• [Instructions to follow] Below are records; how many of their lines contain "warn"? Answer with only the number.

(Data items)
####

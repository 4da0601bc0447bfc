/*
Envelope Generators
===================

Two linear ramp generators live here:

  Envelope    ramps `value` toward `target` at a fixed `rate`. A building
              block for callers that want a control to glide instead of jump;
              none of the bundled instruments use it.

  Adsr        the classic attack/decay/sustain/release state machine used to
              gate excitation in every physical model.


Rates, Not Times
----------------

Both generators move by a raw per-sample increment:

    value += rate            (one tick)

A rate of 0.001 takes 1000 samples to rise from 0 to 1, whatever the sample
rate. The `*_time` setters convert seconds into a rate for the generator's
own sample rate:

    rate = 1.0 / (seconds * sample_rate)

Presets written as legacy rates at 22050 Hz go through `crate::rate_at` first,
so the envelope itself never rescales anything.


The ADSR State Machine
----------------------

    ┌──────┐ key_on ┌────────┐ value >= 1 ┌───────┐ value <= S ┌─────────┐
    │ Idle │ ─────→ │ Attack │ ─────────→ │ Decay │ ─────────→ │ Sustain │
    └──────┘        └────────┘            └───────┘            └─────────┘
        ↑                                                            │
        │  value <= 0  ┌─────────┐       key_off (from any state)     │
        └───────────── │ Release │ ←───────────────────────────────────┘
                       └─────────┘

  Attack   value += attack_rate; on reaching the target, clamp and fall into
           Decay with target = sustain level.
  Decay    value -= decay_rate; on reaching the sustain level, clamp, rate = 0.
  Sustain  hold until the next key event.
  Release  value -= release_rate; on reaching 0, clamp and go Idle.

Release starts from wherever the value is, so releasing mid-attack does not
click.

`set_target` drives the same machine in a two-state mode: it enters Attack
when the target is above the value and Decay when below, with the sustain
level set to the target so the ramp parks there. Breath and bow controllers
use this.
*/

use crate::REFERENCE_SAMPLE_RATE;

#[cfg(feature = "serde")]
use serde::{Deserialize, Serialize};

/// The current stage of the ADSR state machine.
#[cfg_attr(feature = "serde", derive(Serialize, Deserialize))]
#[derive(Debug, Clone, Copy, PartialEq, Eq)]
pub enum AdsrState {
    Attack,
    Decay,
    Sustain,
    Release,
    Idle,
}

fn non_negative_rate(rate: f32, who: &str) -> f32 {
    if rate < 0.0 {
        log::warn!("{who}: negative rate {rate} rejected; using {}", -rate);
        -rate
    } else {
        rate
    }
}

fn rate_for_time(seconds: f32, sample_rate: f32, who: &str) -> f32 {
    let seconds = if seconds < 0.0 {
        log::warn!("{who}: negative time {seconds} rejected; using {}", -seconds);
        -seconds
    } else {
        seconds
    };
    if seconds == 0.0 {
        // Reach the target in a single tick.
        1.0
    } else {
        1.0 / (seconds * sample_rate)
    }
}

/// Attack/decay/sustain/release generator.
#[derive(Debug, Clone)]
pub struct Adsr {
    state: AdsrState,
    value: f32,
    target: f32,
    rate: f32,
    attack_rate: f32,
    decay_rate: f32,
    sustain_level: f32,
    release_rate: f32,
    sample_rate: f32,
}

impl Adsr {
    pub fn new(sample_rate: f32) -> Self {
        Self {
            state: AdsrState::Idle,
            value: 0.0,
            target: 0.0,
            rate: 0.0,
            attack_rate: 0.001,
            decay_rate: 0.001,
            sustain_level: 0.5,
            release_rate: 0.01,
            sample_rate,
        }
    }

    /// Start the attack phase from the current value.
    pub fn key_on(&mut self) {
        self.target = 1.0;
        self.rate = self.attack_rate;
        self.state = AdsrState::Attack;
    }

    /// Start the release phase from the current value.
    pub fn key_off(&mut self) {
        self.target = 0.0;
        self.rate = self.release_rate;
        self.state = AdsrState::Release;
    }

    pub fn set_attack_rate(&mut self, rate: f32) {
        self.attack_rate = non_negative_rate(rate, "Adsr attack");
    }

    pub fn set_decay_rate(&mut self, rate: f32) {
        self.decay_rate = non_negative_rate(rate, "Adsr decay");
    }

    pub fn set_release_rate(&mut self, rate: f32) {
        self.release_rate = non_negative_rate(rate, "Adsr release");
    }

    pub fn set_sustain_level(&mut self, level: f32) {
        if !(0.0..=1.0).contains(&level) {
            let clamped = level.clamp(0.0, 1.0);
            log::warn!("Adsr: sustain level {level} out of range; clamping to {clamped}");
            self.sustain_level = clamped;
        } else {
            self.sustain_level = level;
        }
    }

    pub fn set_attack_time(&mut self, seconds: f32) {
        self.attack_rate = rate_for_time(seconds, self.sample_rate, "Adsr attack");
    }

    pub fn set_decay_time(&mut self, seconds: f32) {
        self.decay_rate = rate_for_time(seconds, self.sample_rate, "Adsr decay");
    }

    pub fn set_release_time(&mut self, seconds: f32) {
        self.release_rate = rate_for_time(seconds, self.sample_rate, "Adsr release");
    }

    pub fn set_all_times(&mut self, attack: f32, decay: f32, sustain: f32, release: f32) {
        self.set_attack_time(attack);
        self.set_decay_time(decay);
        self.set_sustain_level(sustain);
        self.set_release_time(release);
    }

    /// Two-state mode: ramp toward `target` and hold there.
    pub fn set_target(&mut self, target: f32) {
        self.target = target;
        if self.value < target {
            self.state = AdsrState::Attack;
            self.set_sustain_level(target);
            self.rate = self.attack_rate;
        } else if self.value > target {
            self.set_sustain_level(target);
            self.state = AdsrState::Decay;
            self.rate = self.decay_rate;
        }
    }

    /// Jump to `value` and hold it.
    pub fn set_value(&mut self, value: f32) {
        self.state = AdsrState::Sustain;
        self.target = value;
        self.value = value;
        self.set_sustain_level(value);
        self.rate = 0.0;
    }

    #[inline]
    pub fn tick(&mut self) -> f32 {
        match self.state {
            AdsrState::Attack => {
                self.value += self.rate;
                if self.value >= self.target {
                    self.value = self.target;
                    self.rate = self.decay_rate;
                    self.target = self.sustain_level;
                    self.state = AdsrState::Decay;
                }
            }
            AdsrState::Decay => {
                self.value -= self.decay_rate;
                if self.value <= self.sustain_level {
                    self.value = self.sustain_level;
                    self.rate = 0.0;
                    self.state = AdsrState::Sustain;
                }
            }
            AdsrState::Release => {
                self.value -= self.release_rate;
                if self.value <= 0.0 {
                    self.value = 0.0;
                    self.state = AdsrState::Idle;
                }
            }
            AdsrState::Sustain | AdsrState::Idle => {}
        }
        self.value
    }

    pub fn render(&mut self, buffer: &mut [f32]) {
        for sample in buffer.iter_mut() {
            *sample = self.tick();
        }
    }

    #[inline]
    pub fn last_out(&self) -> f32 {
        self.value
    }

    pub fn state(&self) -> AdsrState {
        self.state
    }

    pub fn target(&self) -> f32 {
        self.target
    }

    pub fn is_active(&self) -> bool {
        self.state != AdsrState::Idle
    }
}

impl Default for Adsr {
    fn default() -> Self {
        Self::new(REFERENCE_SAMPLE_RATE)
    }
}

/// Linear ramp toward a target value.
#[derive(Debug, Clone)]
pub struct Envelope {
    value: f32,
    target: f32,
    rate: f32,
    ramping: bool,
    sample_rate: f32,
}

impl Envelope {
    pub fn new(sample_rate: f32) -> Self {
        Self {
            value: 0.0,
            target: 0.0,
            rate: 0.001,
            ramping: false,
            sample_rate,
        }
    }

    pub fn key_on(&mut self) {
        self.set_target(1.0);
    }

    pub fn key_off(&mut self) {
        self.set_target(0.0);
    }

    pub fn set_rate(&mut self, rate: f32) {
        self.rate = non_negative_rate(rate, "Envelope");
    }

    /// Rate that covers a full 0 → 1 swing in `seconds`.
    pub fn set_time(&mut self, seconds: f32) {
        self.rate = rate_for_time(seconds, self.sample_rate, "Envelope");
    }

    pub fn set_target(&mut self, target: f32) {
        self.target = target;
        self.ramping = self.value != target;
    }

    pub fn set_value(&mut self, value: f32) {
        self.value = value;
        self.target = value;
        self.ramping = false;
    }

    #[inline]
    pub fn tick(&mut self) -> f32 {
        if self.ramping {
            if self.target > self.value {
                self.value += self.rate;
                if self.value >= self.target {
                    self.value = self.target;
                    self.ramping = false;
                }
            } else {
                self.value -= self.rate;
                if self.value <= self.target {
                    self.value = self.target;
                    self.ramping = false;
                }
            }
        }
        self.value
    }

    #[inline]
    pub fn last_out(&self) -> f32 {
        self.value
    }

    pub fn is_ramping(&self) -> bool {
        self.ramping
    }
}

impl Default for Envelope {
    fn default() -> Self {
        Self::new(REFERENCE_SAMPLE_RATE)
    }
}

#[cfg(test)]
mod tests {
    use super::*;

    const SAMPLE_RATE: f32 = 1_000.0;

    fn render_samples(env: &mut Adsr, samples: usize) -> Vec<f32> {
        (0..samples).map(|_| env.tick()).collect()
    }

    #[test]
    fn two_tick_attack_reaches_decay() {
        let mut env = Adsr::new(SAMPLE_RATE);
        env.set_attack_rate(0.5);
        env.key_on();
        env.tick();
        env.tick();
        assert_eq!(env.last_out(), 1.0);
        assert_eq!(env.state(), AdsrState::Decay);
    }

    #[test]
    fn attack_is_monotonic_until_target() {
        let mut env = Adsr::new(SAMPLE_RATE);
        env.set_all_times(0.05, 0.05, 0.6, 0.1);
        env.key_on();
        let mut previous = env.last_out();
        while env.state() == AdsrState::Attack {
            let value = env.tick();
            assert!(value >= previous, "attack went down: {previous} -> {value}");
            previous = value;
        }
        assert_eq!(env.state(), AdsrState::Decay);
        assert_eq!(env.last_out(), 1.0);
    }

    #[test]
    fn sustain_holds_target_level() {
        let mut env = Adsr::new(SAMPLE_RATE);
        env.set_all_times(0.01, 0.05, 0.6, 0.2);
        env.key_on();
        render_samples(&mut env, 100);
        assert_eq!(env.state(), AdsrState::Sustain);
        assert!((env.last_out() - 0.6).abs() < 1e-6);
        let held = render_samples(&mut env, 50);
        assert!(held.iter().all(|v| (*v - 0.6).abs() < 1e-6));
    }

    #[test]
    fn release_is_monotonic_from_every_state() {
        for ticks_before in [3, 15, 100] {
            let mut env = Adsr::new(SAMPLE_RATE);
            env.set_all_times(0.01, 0.05, 0.5, 0.03);
            env.key_on();
            render_samples(&mut env, ticks_before);
            env.key_off();
            let mut previous = env.last_out();
            while env.state() == AdsrState::Release {
                let value = env.tick();
                assert!(value <= previous);
                previous = value;
            }
            assert_eq!(env.state(), AdsrState::Idle);
            assert_eq!(env.last_out(), 0.0);
        }
    }

    #[test]
    fn negative_rates_are_flipped() {
        let mut env = Adsr::new(SAMPLE_RATE);
        env.set_attack_rate(-0.25);
        env.key_on();
        assert_eq!(env.tick(), 0.25);
    }

    #[test]
    fn sustain_level_is_clamped() {
        let mut env = Adsr::new(SAMPLE_RATE);
        env.set_sustain_level(1.7);
        env.set_attack_rate(1.0);
        env.set_decay_rate(1.0);
        env.key_on();
        render_samples(&mut env, 3);
        assert_eq!(env.last_out(), 1.0);
    }

    #[test]
    fn set_target_ramps_both_ways() {
        let mut env = Adsr::new(SAMPLE_RATE);
        env.set_attack_rate(0.1);
        env.set_decay_rate(0.1);
        env.set_target(0.5);
        render_samples(&mut env, 10);
        assert!((env.last_out() - 0.5).abs() < 1e-6);
        env.set_target(0.2);
        assert_eq!(env.state(), AdsrState::Decay);
        render_samples(&mut env, 10);
        assert!((env.last_out() - 0.2).abs() < 1e-6);
        assert_eq!(env.state(), AdsrState::Sustain);
    }

    #[test]
    fn envelope_ramps_to_target() {
        let mut env = Envelope::new(SAMPLE_RATE);
        env.set_time(0.01);
        env.key_on();
        for _ in 0..10 {
            env.tick();
        }
        assert!((env.last_out() - 1.0).abs() < 1e-5);
        env.key_off();
        for _ in 0..20 {
            env.tick();
        }
        assert_eq!(env.last_out(), 0.0);
        assert!(!env.is_ramping());
    }
}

####

• [Expected answer] 3